Разглядывая свою огромную фотографию через солнцезащитные очки, он не мог избавиться от самоиронии, нахально взявшей верх над самолюбием. С неведомым ему прежде чувством писатель поддался внезапному порыву вандализма. Инструментом тридцатипятилетнему бунтарю послужил черный маркер, который Айзек ухватил с прилавка с канцелярией. Он никогда не мог похвастаться изобразительными навыками, и романтическую перспективу избрать рисование делом всей своей жизни он, как и полагается фантазеру с дефицитом чего-либо в реальности, оставлял для параллельной вселенной, в которой он одновременно был и художником, и голливудским режиссером, и простым барменом, сношающимся со всем, что движется, и провозглашающим секс единственной добродетелью, ради которой стоит жить. Любые задачи, хоть как-то связанные с рисованием, писатель делегировал Карен. Та была не просто достаточно компетентна в перенесении картинок из головы на полотно. Все, кому удавалось хоть раз взглянуть на ее работы, называли Карен несомненным дарованием. Айзу стало любопытно, что бы она подумала о том, как он поправил собственную фотографию пятилетней давности. Сам же Айзек не мог назвать свое творчество революционным. Он прибег к самым наиклассическим приемам по уродованию портретов: парочка длинных черных клыков, нелепые закрученные штопором усы, бутылка в руке и, словно в комиксах, облачко у рта, буквы в котором складываются в незамысловатый вопрос: «Есть чо бухнуть?».
– Что вы наделали?! – всполошился молодой консультант, застукавший Айзека за нанесением финальных штрихов хулиганского творения. – Мистер Бладборн должен подойти с секунды на секунду, а вы…

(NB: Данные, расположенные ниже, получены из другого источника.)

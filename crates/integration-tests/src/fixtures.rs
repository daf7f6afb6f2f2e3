//! Shared builders for test orders and pricing policies.

#![allow(clippy::unwrap_used)]

use chrono::{TimeZone, Utc};

use heron_core::{Money, OrderId, OrderOwner, OrderStatus, PaymentStatus, UserId};
use heron_fulfillment::config::PricingPolicy;
use heron_fulfillment::models::{Address, Order};

/// The default pricing policy: $5.99 flat shipping waived at $75.00,
/// 8.25% tax, $5.00 minimum order.
#[must_use]
pub fn default_policy() -> PricingPolicy {
    PricingPolicy {
        shipping_flat_fee: Money::from_minor(599),
        free_shipping_threshold: Money::from_minor(7500),
        tax_basis_points: 825,
        minimum_order: Money::from_minor(500),
    }
}

#[must_use]
pub fn test_address() -> Address {
    Address {
        name: "Avery Quinn".to_owned(),
        line1: "400 Harbor Way".to_owned(),
        line2: None,
        city: "Portland".to_owned(),
        region: "OR".to_owned(),
        postal_code: "97204".to_owned(),
        country: "US".to_owned(),
    }
}

/// A pending, unpaid order owned by user 7 with a live reservation.
///
/// Totals correspond to a $50.00 subtotal under [`default_policy`].
#[must_use]
pub fn pending_order() -> Order {
    Order {
        id: OrderId::new(42),
        order_number: "ORD-20260829-7KQ2MX".to_owned(),
        owner: OrderOwner::User(UserId::new(7)),
        status: OrderStatus::Pending,
        payment_status: PaymentStatus::Pending,
        subtotal: Money::from_minor(5000),
        shipping: Money::from_minor(599),
        tax: Money::from_minor(413),
        total: Money::from_minor(6012),
        shipping_address: test_address(),
        tracking_number: None,
        cancel_reason: None,
        created_at: Utc.with_ymd_and_hms(2026, 8, 29, 12, 0, 0).unwrap(),
        shipped_at: None,
        delivered_at: None,
        cancelled_at: None,
        reservation_released_at: None,
    }
}

/// [`pending_order`] advanced to a given status, with payment marked
/// paid for any post-confirmation status.
#[must_use]
pub fn order_in(status: OrderStatus) -> Order {
    let mut order = pending_order();
    order.status = status;
    if !matches!(status, OrderStatus::Pending) {
        order.payment_status = PaymentStatus::Paid;
    }
    order
}
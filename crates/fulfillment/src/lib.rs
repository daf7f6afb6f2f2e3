//! Heron Fulfillment - inventory reservation and order fulfillment core.
//!
//! The one subsystem of the storefront with real consistency
//! requirements: finite stock must never be oversold under concurrent
//! checkouts, payment confirmation must apply exactly once despite
//! at-least-once webhook delivery, and abandoned checkouts must release
//! their held stock after a bounded time.
//!
//! # Components
//!
//! - [`db::inventory`] - the inventory ledger (`reserve` / `release` /
//!   `commit` / `restock`), every operation under a per-product row lock
//! - [`services::checkout`] - the reservation guard: all-or-nothing stock
//!   holds plus server-priced order creation, in one transaction
//! - [`services::confirmation`] - idempotent payment webhook handling
//! - [`services::orders`] - the administrative order state machine
//! - [`services::sweeper`] - periodic reclamation of expired holds
//!
//! All coordination happens through `PostgreSQL` transactions, never
//! in-process locks; the service can be horizontally replicated.

#![cfg_attr(not(test), forbid(unsafe_code))]

pub mod config;
pub mod db;
pub mod error;
pub mod models;
pub mod routes;
pub mod services;
pub mod state;
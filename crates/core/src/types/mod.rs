//! Shared domain types.

pub mod email;
pub mod id;
pub mod money;
pub mod owner;
pub mod status;

pub use email::{Email, EmailError};
pub use id::{CartId, OrderId, OrderItemId, ProductId, UserId};
pub use money::Money;
pub use owner::OrderOwner;
pub use status::{OrderStatus, PaymentStatus};
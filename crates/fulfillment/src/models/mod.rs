//! Domain models for the fulfillment core.

pub mod order;
pub mod product;

pub use order::{Address, Order, OrderItem};
pub use product::Product;
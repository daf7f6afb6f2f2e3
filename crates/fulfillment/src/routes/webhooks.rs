//! Payment webhook intake.

use axum::Json;
use axum::extract::State;
use serde::Serialize;

use crate::error::Result;
use crate::services::confirmation::{self, ConfirmationOutcome, PaymentNotification};
use crate::state::AppState;

/// Webhook acknowledgement body.
#[derive(Debug, Serialize)]
pub struct WebhookAck {
    pub status: &'static str,
}

/// `POST /webhooks/payment` - at-least-once provider notifications.
///
/// Always returns 200 for deliveries whose effect is already applied, so
/// the provider stops retrying; verification failures return 4xx and are
/// logged as security-relevant.
pub async fn payment(
    State(state): State<AppState>,
    Json(notification): Json<PaymentNotification>,
) -> Result<Json<WebhookAck>> {
    let outcome = confirmation::handle(state.pool(), &notification).await?;

    let status = match outcome {
        ConfirmationOutcome::Confirmed => "confirmed",
        ConfirmationOutcome::AlreadyProcessed => "already_processed",
        ConfirmationOutcome::Ignored => "ignored",
    };

    Ok(Json(WebhookAck { status }))
}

– А я просто сделал его фотографию узнаваемой. Скажите спасибо! Кто ж поймет, что это действительно Айзек Бладборн, раз у него в руках нет бутылки? – с задором отозвался писатель, ошарашив консультанта, который не знал, как ему реагировать на подобное. Айз снял очки, чем окончательно добил парня. – Человек волен делать со своей фотографией все, что ему вздумается. Особенно если он не считает ее удачной.